A Truly Jaw-Dropping Juxtaposition
As ITV’s Robert Peston put it, the timing of these appointments is “astonishing.” One moment we’re vowing to root out Covid corruption, the next we’re handing the civil service’s top job to someone who oversaw the chaos. You have to wonder—what exactly did Starmer ask Wormald at his job interview? Did he grill him about the billions wasted on unusable PPE? Or did Wormald just shrug and say, “Well, it was a crisis, mistakes were made”?
Who’s to Blame?
Wormald couldn’t possibly be at fault—otherwise, Starmer wouldn’t have promoted him, would he? So who does Wormald think is responsible for all those loss-making contracts? The procurement fairy? A junior staffer no one’s heard of? Because someone has to take the blame.
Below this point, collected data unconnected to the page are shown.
//! Game session state machine
//!
//! A [`GameSession`] owns the guess history, the letters typed so far and the
//! outcome. It is the only place where any of those change.

use super::hints::{KeyHints, hint_for};
use super::input::{Effect, InputEvent};
use super::summary::encode;
use crate::config::GameConfig;
use crate::core::{Alphabet, Guess, LetterStatus, Word};
use std::fmt;
use thiserror::Error;
use tracing::{debug, info, trace};

/// Where the round stands
#[derive(Debug, Clone, Copy, PartialEq, Eq, Hash)]
pub enum Outcome {
    InProgress,
    Won,
    Lost,
}

impl Outcome {
    #[inline]
    #[must_use]
    pub const fn is_over(self) -> bool {
        !matches!(self, Self::InProgress)
    }
}

impl fmt::Display for Outcome {
    fn fmt(&self, f: &mut fmt::Formatter<'_>) -> fmt::Result {
        match self {
            Self::InProgress => f.write_str("in progress"),
            Self::Won => f.write_str("won"),
            Self::Lost => f.write_str("lost"),
        }
    }
}

/// Why a typed character was ignored
#[derive(Debug, Clone, Copy, PartialEq, Eq, Error)]
pub enum InvalidInput {
    #[error("'{0}' is not a recognized letter")]
    NotInAlphabet(char),
    #[error("the guess already has {0} letters")]
    EntryFull(usize),
}

/// Rejected game operations
///
/// None of these change the session. Front-ends decide what to show with
/// [`GameError::is_user_visible`].
#[derive(Debug, Clone, Copy, PartialEq, Eq, Error)]
pub enum GameError {
    #[error(transparent)]
    InvalidInput(#[from] InvalidInput),
    #[error("the guess must have {expected} letters")]
    IncompleteGuess { expected: usize, got: usize },
    #[error("all {0} attempts have been used")]
    AttemptsExhausted(usize),
    #[error("the game is already {0}")]
    Finished(Outcome),
}

impl GameError {
    /// True for errors the player should be told about
    ///
    /// Invalid keystrokes and input after the round ended are ignored quietly.
    #[must_use]
    pub const fn is_user_visible(&self) -> bool {
        matches!(self, Self::IncompleteGuess { .. })
    }
}

/// One round of the puzzle
#[derive(Debug, Clone)]
pub struct GameSession {
    secret: Word,
    alphabet: Alphabet,
    max_attempts: usize,
    history: Vec<Guess>,
    pending: Vec<char>,
    outcome: Outcome,
}

impl GameSession {
    /// Start a fresh round from `config`
    #[must_use]
    pub fn new(config: &GameConfig) -> Self {
        Self {
            secret: config.secret().clone(),
            alphabet: config.alphabet().clone(),
            max_attempts: config.max_attempts(),
            history: Vec::new(),
            pending: Vec::with_capacity(config.word_length()),
            outcome: Outcome::InProgress,
        }
    }

    /// Type a letter into the pending entry
    ///
    /// Returns the normalized letter that was added.
    ///
    /// # Errors
    /// - `Finished` once the round is over
    /// - `InvalidInput` for characters outside the alphabet or a full entry
    pub fn append_letter(&mut self, ch: char) -> Result<char, GameError> {
        self.ensure_in_progress()?;

        let Some(letter) = self.alphabet.accept(ch) else {
            trace!(%ch, "ignoring character outside the alphabet");
            return Err(InvalidInput::NotInAlphabet(ch).into());
        };
        if self.pending.len() >= self.word_length() {
            trace!(%letter, "ignoring letter, entry is full");
            return Err(InvalidInput::EntryFull(self.word_length()).into());
        }

        self.pending.push(letter);
        debug!(%letter, entry = %self.pending_text(), "letter typed");
        Ok(letter)
    }

    /// Remove the last typed letter
    ///
    /// Returns the removed letter, or `None` if the entry was empty.
    ///
    /// # Errors
    /// Returns `Finished` once the round is over.
    pub fn delete_letter(&mut self) -> Result<Option<char>, GameError> {
        self.ensure_in_progress()?;

        let removed = self.pending.pop();
        if let Some(letter) = removed {
            debug!(%letter, entry = %self.pending_text(), "letter deleted");
        }
        Ok(removed)
    }

    /// Submit the pending entry as a guess
    ///
    /// On success the guess is evaluated, appended to the history, the entry
    /// is cleared and the outcome is updated.
    ///
    /// # Errors
    /// - `Finished` once the round is over
    /// - `IncompleteGuess` if the entry is shorter than the secret
    /// - `AttemptsExhausted` if every attempt has been used
    pub fn submit(&mut self) -> Result<&Guess, GameError> {
        self.ensure_in_progress()?;

        if self.pending.len() != self.word_length() {
            return Err(GameError::IncompleteGuess {
                expected: self.word_length(),
                got: self.pending.len(),
            });
        }
        if self.history.len() >= self.max_attempts {
            return Err(GameError::AttemptsExhausted(self.max_attempts));
        }

        // Safe: the entry is full and every letter passed the alphabet
        let word = Word::from_letters(std::mem::take(&mut self.pending))
            .expect("full entry is a valid word");
        let guess = Guess::new(word, &self.secret);
        debug!(
            guess = %guess.word(),
            attempt = self.history.len() + 1,
            "guess submitted"
        );

        self.outcome = if guess.is_solved() {
            Outcome::Won
        } else if self.history.len() + 1 >= self.max_attempts {
            Outcome::Lost
        } else {
            Outcome::InProgress
        };
        self.history.push(guess);

        if self.outcome.is_over() {
            info!(outcome = %self.outcome, attempts = self.history.len(), "round finished");
        }

        Ok(&self.history[self.history.len() - 1])
    }

    /// Feed one input event into the matching operation
    ///
    /// This is the single entry point front-ends use for keystrokes.
    ///
    /// # Errors
    /// Returns whatever the underlying operation rejected with.
    pub fn dispatch(&mut self, event: InputEvent, config: &GameConfig) -> Result<Effect, GameError> {
        match event {
            InputEvent::Letter(ch) => self.append_letter(ch).map(Effect::Typed),
            InputEvent::Delete => self.delete_letter().map(Effect::Deleted),
            InputEvent::Submit => {
                let statuses = self.submit()?.statuses().to_vec();
                Ok(Effect::Submitted {
                    statuses,
                    outcome: self.outcome,
                })
            }
            InputEvent::Reset => {
                self.reset(config);
                Ok(Effect::Reset)
            }
        }
    }

    /// Replace this session with a fresh one
    ///
    /// Allowed in any state; the previous history is discarded.
    pub fn reset(&mut self, config: &GameConfig) {
        info!(
            previous = %self.outcome,
            attempts = self.history.len(),
            "session reset"
        );
        *self = Self::new(config);
    }

    fn ensure_in_progress(&self) -> Result<(), GameError> {
        if self.outcome.is_over() {
            trace!(outcome = %self.outcome, "input after the round ended");
            return Err(GameError::Finished(self.outcome));
        }
        Ok(())
    }

    /// Letters typed so far
    #[inline]
    #[must_use]
    pub fn pending_entry(&self) -> &[char] {
        &self.pending
    }

    #[must_use]
    pub fn pending_text(&self) -> String {
        self.pending.iter().collect()
    }

    /// Submitted guesses, oldest first
    #[inline]
    #[must_use]
    pub fn history(&self) -> &[Guess] {
        &self.history
    }

    #[inline]
    #[must_use]
    pub const fn outcome(&self) -> Outcome {
        self.outcome
    }

    /// The secret word
    ///
    /// Front-ends should only reveal it once the round is lost.
    #[inline]
    #[must_use]
    pub fn secret(&self) -> &Word {
        &self.secret
    }

    #[inline]
    #[must_use]
    pub fn alphabet(&self) -> &Alphabet {
        &self.alphabet
    }

    #[inline]
    #[must_use]
    pub fn word_length(&self) -> usize {
        self.secret.len()
    }

    #[inline]
    #[must_use]
    pub const fn max_attempts(&self) -> usize {
        self.max_attempts
    }

    #[must_use]
    pub fn attempts_remaining(&self) -> usize {
        self.max_attempts.saturating_sub(self.history.len())
    }

    /// Keyboard hint for one letter
    #[must_use]
    pub fn hint_for(&self, letter: char) -> Option<LetterStatus> {
        hint_for(letter, &self.history)
    }

    /// Keyboard hints for every letter of the alphabet
    #[must_use]
    pub fn key_hints(&self) -> KeyHints {
        KeyHints::compute(&self.alphabet, &self.history)
    }

    /// Symbol grid of the guesses so far
    #[must_use]
    pub fn summary(&self) -> String {
        encode(&self.history)
    }
}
It’s not like this is a minor issue. The National Audit Office has already revealed £9.9bn wasted on unusable and overpriced PPE. That’s enough to make taxpayers furious, especially when Reeves herself keeps calling it a scandal. If the corruption commissioner and the Covid Inquiry dig into this, what’s Starmer’s plan to defend Wormald?
Crisis or Scandal?
Sure, the early days of Covid were chaotic, and mistakes were inevitable. But there’s a difference between inevitable errors and “scandalous” mismanagement, as Reeves puts it. Can taxpayers really be expected to forgive and forget when billions disappeared into the void?
Everyone says Wormald is capable, and maybe he is. But promoting the person in charge of DHSC’s finances during this mess feels like a gamble. If Starmer has a plan to square these two stories, it better be good—because blaming the procurement fairy won’t cut it.